8時間働けば生活できる賃金を! / 全労協新聞 2018年2月号

8時間働けば生活できる賃金を! / 全労協新聞 2018年2月号


8時間働けば生活できる賃金を!
安倍政権と闘い総労働と総資本の闘いとして春闘再生を

「北の脅威」を吹聴し、これを「国難」とし、「毅然とした外交を展開し、いかなる事態にあっても国民の命と平和な暮らしを守り抜く」として行われた昨年の解散総選挙安倍自民党が圧勝した。そして安倍政権は2018年の年頭所感で、「アベノミクス」の成果を列挙しながら「改革実行の1年だ」と発表した。

これを背景に第196通常国会が1月22日に召集された。衆議院本会議で行われた施政方針演説では、既に予想されていたとおり、「明治150年」を称賛しつつ、「国のかたち、理想の姿を語るのは憲法だ」と述べ、憲法改正論議の促進、「北朝鮮の核・ミサイル開発に対し」防衛力強化、そして「働き方改革」が重要課題として表明された。

この安倍政権の5年間、「アベノミクス」の恩恵が労働者・市民にもたらされるかのような幻想を振りまきながら格差と貧困を拡大させてきた。低賃金・不安定雇用の非正規労働者の拡大は全労働者の37%を越える。「世界で一番企業が活躍できる国をめざす」は、8時間労働制を破壊し、過労死を促進させてきた。これらが企業の内部留保406兆円にもなっているのだ。そして憲法改悪によって日本を戦争のできる国に作り変えようとしている。

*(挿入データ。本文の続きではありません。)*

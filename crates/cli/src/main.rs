//! gcompute CLI - Main Entry Point
//!
//! Validates, plans and applies compute resources through the provider's
//! lifecycle, backed by a local simulated compute API.

use std::path::PathBuf;

use clap::{Parser, Subcommand};
use tracing::warn;

mod commands;
mod output;

use commands::{resource, schema, Session};

/// gcompute - compute resource lifecycle from the command line
#[derive(Parser)]
#[command(name = "gcompute")]
#[command(author, version, about, long_about = None)]
#[command(propagate_version = true)]
struct Cli {
    /// Provider configuration file (TOML)
    #[arg(long, default_value = "gcompute.toml", global = true, env = "GCOMPUTE_CONFIG")]
    config: PathBuf,

    /// Snapshot of the simulated compute backend
    #[arg(long, default_value = ".gcompute/sim.json", global = true, env = "GCOMPUTE_SIM_STORE")]
    sim_store: PathBuf,

    /// Output format
    #[arg(long, default_value = "table", global = true)]
    format: output::OutputFormat,

    /// Enable verbose output
    #[arg(short, long, global = true)]
    verbose: bool,

    #[command(subcommand)]
    command: Commands,
}

#[derive(Subcommand)]
enum Commands {
    /// Show resource schemas
    Schema(schema::SchemaArgs),

    /// Check a resource configuration without contacting the API
    Validate(resource::ValidateArgs),

    /// Show the changes apply would make
    Plan(resource::ChangeArgs),

    /// Create, update, replace or destroy a resource to match its configuration
    Apply(resource::ChangeArgs),

    /// Refresh a resource state from the API
    Read(resource::StateArgs),

    /// Destroy the resource tracked by a state file
    Destroy(resource::StateArgs),

    /// Adopt an existing entity into a new state file
    Import(resource::ImportArgs),

    /// Show version information
    Version,
}

#[tokio::main]
async fn main() -> anyhow::Result<()> {
    let cli = Cli::parse();

    // Initialize logging
    let log_level = if cli.verbose { "debug" } else { "info" };
    tracing_subscriber::fmt()
        .with_env_filter(
            tracing_subscriber::EnvFilter::try_from_default_env()
                .unwrap_or_else(|_| tracing_subscriber::EnvFilter::new(log_level)),
        )
        .with_target(false)
        .with_writer(std::io::stderr)
        .init();

    match cli.command {
        Commands::Schema(args) => schema::execute(args, cli.format)?,
        Commands::Version => {
            println!("gcompute CLI v{}", env!("CARGO_PKG_VERSION"));
            println!("Provider core v{}", gcompute_provider::VERSION);
        }
        command => {
            let session = Session::open(&cli.config, &cli.sim_store)?;

            // Ctrl-C aborts any operation wait; the state file still gets written
            let cancel = session.provider.context().cancellation_token();
            tokio::spawn(async move {
                if tokio::signal::ctrl_c().await.is_ok() {
                    warn!("Interrupted, abandoning operation wait");
                    cancel.cancel();
                }
            });

            let result = match command {
                Commands::Validate(args) => resource::validate(&session, args),
                Commands::Plan(args) => resource::plan(&session, args, cli.format),
                Commands::Apply(args) => resource::apply(&session, args, cli.format).await,
                Commands::Read(args) => resource::read(&session, args, cli.format).await,
                Commands::Destroy(args) => resource::destroy(&session, args).await,
                Commands::Import(args) => resource::import(&session, args, cli.format).await,
                Commands::Schema(_) | Commands::Version => Ok(()),
            };

            session.close()?;
            result?;
        }
    }

    Ok(())
}
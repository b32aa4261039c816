use std::{cmp::Ordering, fmt::Display, num::ParseIntError, str::FromStr};

use snafu::{ResultExt, Snafu, ensure};

/// The number of dot-separated components of a [`RwVersion`].
pub const COMPONENT_COUNT: usize = 5;

/// Error variants which can be encountered when creating a new [`RwVersion`]
/// from unparsed input.
#[derive(Debug, PartialEq, Snafu)]
pub enum ParseVersionError {
    #[snafu(display("expected {COMPONENT_COUNT} dot-separated components, found {count}"))]
    InvalidComponentCount { count: usize },

    #[snafu(display("failed to parse version component {index}"))]
    ParseComponent { source: ParseIntError, index: usize },
}

/// A RIFT.ware release version, following the
/// `<MAJOR>.<MINOR>.<PATCH>.<BUILD>.<REVISION>` format.
///
/// Versions are ordered componentwise from left to right.
#[derive(Clone, Copy, Debug, Hash, PartialEq, Eq)]
pub struct RwVersion([u64; COMPONENT_COUNT]);

impl FromStr for RwVersion {
    type Err = ParseVersionError;

    fn from_str(input: &str) -> Result<Self, Self::Err> {
        let parts: Vec<&str> = input.split('.').collect();
        ensure!(
            parts.len() == COMPONENT_COUNT,
            InvalidComponentCountSnafu { count: parts.len() }
        );

        let mut components = [0; COMPONENT_COUNT];
        for (index, (component, part)) in components.iter_mut().zip(parts).enumerate() {
            *component = part.parse().context(ParseComponentSnafu { index })?;
        }

        Ok(Self(components))
    }
}

impl PartialOrd for RwVersion {
    fn partial_cmp(&self, other: &Self) -> Option<Ordering> {
        Some(self.cmp(other))
    }
}

impl Ord for RwVersion {
    fn cmp(&self, other: &Self) -> Ordering {
        self.0
            .iter()
            .zip(other.0.iter())
            .map(|(lhs, rhs)| lhs.cmp(rhs))
            .find(|ord| ord.is_ne())
            .unwrap_or(Ordering::Equal)
    }
}

impl Display for RwVersion {
    fn fmt(&self, f: &mut std::fmt::Formatter<'_>) -> std::fmt::Result {
        let [major, minor, patch, build, revision] = self.0;
        write!(f, "{major}.{minor}.{patch}.{build}.{revision}")
    }
}

impl RwVersion {
    pub fn new(major: u64, minor: u64, patch: u64, build: u64, revision: u64) -> Self {
        Self([major, minor, patch, build, revision])
    }

    pub fn components(&self) -> [u64; COMPONENT_COUNT] {
        self.0
    }
}

/// Compares two raw version strings.
///
/// Returns [`Ordering::Equal`] if either side is not a valid [`RwVersion`],
/// which callers treat as "nothing to migrate".
pub fn compare_lenient(previous: &str, new: &str) -> Ordering {
    match (previous.parse::<RwVersion>(), new.parse::<RwVersion>()) {
        (Ok(previous), Ok(new)) => previous.cmp(&new),
        (previous_result, new_result) => {
            tracing::debug!(
                previous,
                new,
                previous_valid = previous_result.is_ok(),
                new_valid = new_result.is_ok(),
                "version is not a five-component version, treating versions as equal"
            );
            Ordering::Equal
        }
    }
}
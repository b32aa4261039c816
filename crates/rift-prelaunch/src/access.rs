//! External access to the launchpad.
//!
//! All traffic from outside the cluster enters through the ingress proxy. It
//! is reachable either via its load balancer IP or, for `NodePort` setups, via
//! an externally configured address.

use snafu::{OptionExt, ResultExt, Snafu, ensure};

use crate::{
    discovery::{KnownService, ServiceRegistry, ServiceType},
    env_store::{self, EnvStore},
};

type Result<T, E = Error> = std::result::Result<T, E>;

/// Environment store key, and environment variable, carrying the externally
/// visible address of the launchpad.
pub const EXTERNAL_ADDRESS_KEY: &str = "RIFT_EXTERNAL_ADDRESS";

#[derive(Debug, Snafu)]
pub enum Error {
    #[snafu(display("service type of the HAProxy ingress not found"))]
    IngressNotFound,

    #[snafu(display(
        "external address not set for proxy {service_type} configuration, set {EXTERNAL_ADDRESS_KEY}"
    ))]
    MissingExternalAddress { service_type: ServiceType },

    #[snafu(display("no external address configured"))]
    NoExternalAddress,

    #[snafu(display("failed to access the environment store"))]
    EnvStore { source: env_store::Error },
}

/// Where the launchpad is reachable from outside the cluster.
#[derive(Clone, Debug, Default, PartialEq, Eq)]
pub struct ExternalAccess {
    /// A DNS name or address configured by the operator.
    pub address: Option<String>,

    /// The load balancer IP of the ingress.
    pub ip: Option<String>,
}

impl ExternalAccess {
    /// The address if configured, the load balancer IP otherwise.
    pub fn preferred(&self) -> Option<&str> {
        self.address.as_deref().or(self.ip.as_deref())
    }
}

/// The value committed to the environment store by
/// [`resolve_external_address`].
#[derive(Clone, Debug, PartialEq, Eq)]
pub enum ResolvedAddress {
    /// The store already carried an address and was left untouched.
    AlreadySet(String),
    Address(String),
    Ip(String),
}

/// Checks that the ingress is the single entry point and derives how it is
/// reached.
///
/// `override_address` is the externally configured address, an address
/// already present in `store` takes precedence over it.
pub fn validate_external_access(
    registry: &ServiceRegistry,
    override_address: Option<&str>,
    store: &dyn EnvStore,
) -> Result<ExternalAccess> {
    tracing::info!("Validating external access config");

    let ingress = registry.ingress();
    let service_type = ingress.service_type.context(IngressNotFoundSnafu)?;
    let override_address = override_address
        .filter(|address| !address.is_empty())
        .map(str::to_owned);

    let mut access = if service_type == ServiceType::LoadBalancer {
        ExternalAccess {
            address: override_address,
            ip: ingress.external_ip.clone(),
        }
    } else {
        ensure!(
            override_address.is_some(),
            MissingExternalAddressSnafu { service_type }
        );
        ExternalAccess {
            address: override_address,
            ip: None,
        }
    };

    if let Some(stored) = store.get(EXTERNAL_ADDRESS_KEY).context(EnvStoreSnafu)? {
        access.address = Some(stored);
    }

    for (known, record) in registry.discovered() {
        if known != KnownService::INGRESS && record.service_type == Some(ServiceType::LoadBalancer)
        {
            tracing::error!(
                service = %known,
                "Found service in LoadBalancer mode even with proxy setup"
            );
        }
    }

    Ok(access)
}

/// Commits the external address to the environment store unless one is
/// already present.
pub fn resolve_external_address(
    access: &ExternalAccess,
    store: &dyn EnvStore,
) -> Result<ResolvedAddress> {
    if let Some(existing) = store.get(EXTERNAL_ADDRESS_KEY).context(EnvStoreSnafu)? {
        tracing::info!(address = %existing, "External address already set, keeping it");
        return Ok(ResolvedAddress::AlreadySet(existing));
    }

    let (value, resolved) = match (&access.address, &access.ip) {
        (Some(address), _) => (address, ResolvedAddress::Address(address.clone())),
        (None, Some(ip)) => (ip, ResolvedAddress::Ip(ip.clone())),
        (None, None) => return NoExternalAddressSnafu.fail(),
    };

    store
        .set(EXTERNAL_ADDRESS_KEY, value)
        .context(EnvStoreSnafu)?;
    tracing::info!(address = %value, "External address set");

    Ok(resolved)
}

今のところ会期は6月20日までの150日間とされている。「今のところ」というのは、安倍政権が今国会の重要課題に掲げる「自衛隊明記など『改憲4項目』」や「働き方改革」関連法案に加えて、森友、加計学園問題、スーパーコンピューター開発の助成金詐欺事件などがあるからだが。

経団連は、1月16日、18春闘の経営側の指針となる「経営労働政策特別委員会(経労委)報告」を発表した。ちなみに経労委報告が示す経営側の春闘指針を列挙すると、
①社会的期待(政府の期待と読み替えることもできるが)も意識しながら「3%の賃金引き上げ」を検討する。
働き方改革・生産性向上・処遇改善に一体的に取り組む。
働き方改革に伴う時間外手当の減少分を、選択肢として賞与増額や手当の創設・増額などあてる。
④所定労働時間の短縮など多様な方策を検討すること。
⑤子育て世代への手当の重点配分を検討。
同一労働同一賃金への対応として、パートや有期契約社員の処遇改善を推進
などであるが、特に注目すべきは、この中で3%の賃上げについて、初めて経団連が数値目標を示したことだ。いうまでもなく安倍政権が経済界に求める「3%以上の賃上げ」は、消費を喚起してデフレを脱却させるためである。

連合は、18春闘でのベースアップの要求水準を、月例給の「2%程度を基準」とし、定期昇給相当分と合わせ4%程度の賃上げを求める方針を決めている。

安倍政権は、賃上げする企業への減税などを検討に、春闘で3%の賃上げを経済界に要請した。経団連も経労委報告で述べているように安倍首相の意向を反映するかたちで、ベアと定期昇給を合わせた月例賃金を3%引き上げるよう各企業に求める方針だ。

「労使フォーラム」が1月22日に開催され、18春闘が事実上スタートしたと伝えられている。だが、大企業の一部労働者への賃上げを要請して、経済成長の効果がすべての労働者に及ぶような幻想を振りまいているが、これまでも景気が拡大し企業の収益が上がっても賃上げに結び付かず、株主配当や役員報酬に回り還元されることはなかった。

春闘は、労働者総体の賃金・労働条件の底上げをはかる闘いだ。こうした大企業の利潤追求の「官製春闘」に惑わされることなく、文字通り、総労働と総資本の闘いとして再生しなければならない。

そして18春闘では、賃上げはもとより、格差と貧困、不安定雇用と低賃金におかれている非正規労働者の待遇改善などの課題にどう対決していくのかが問われる。

全労協は、18春闘を「8時間働けば生活できる賃金を!」をスローガンに、「18春闘全国実行委員会」を結成して闘う方針を決めている。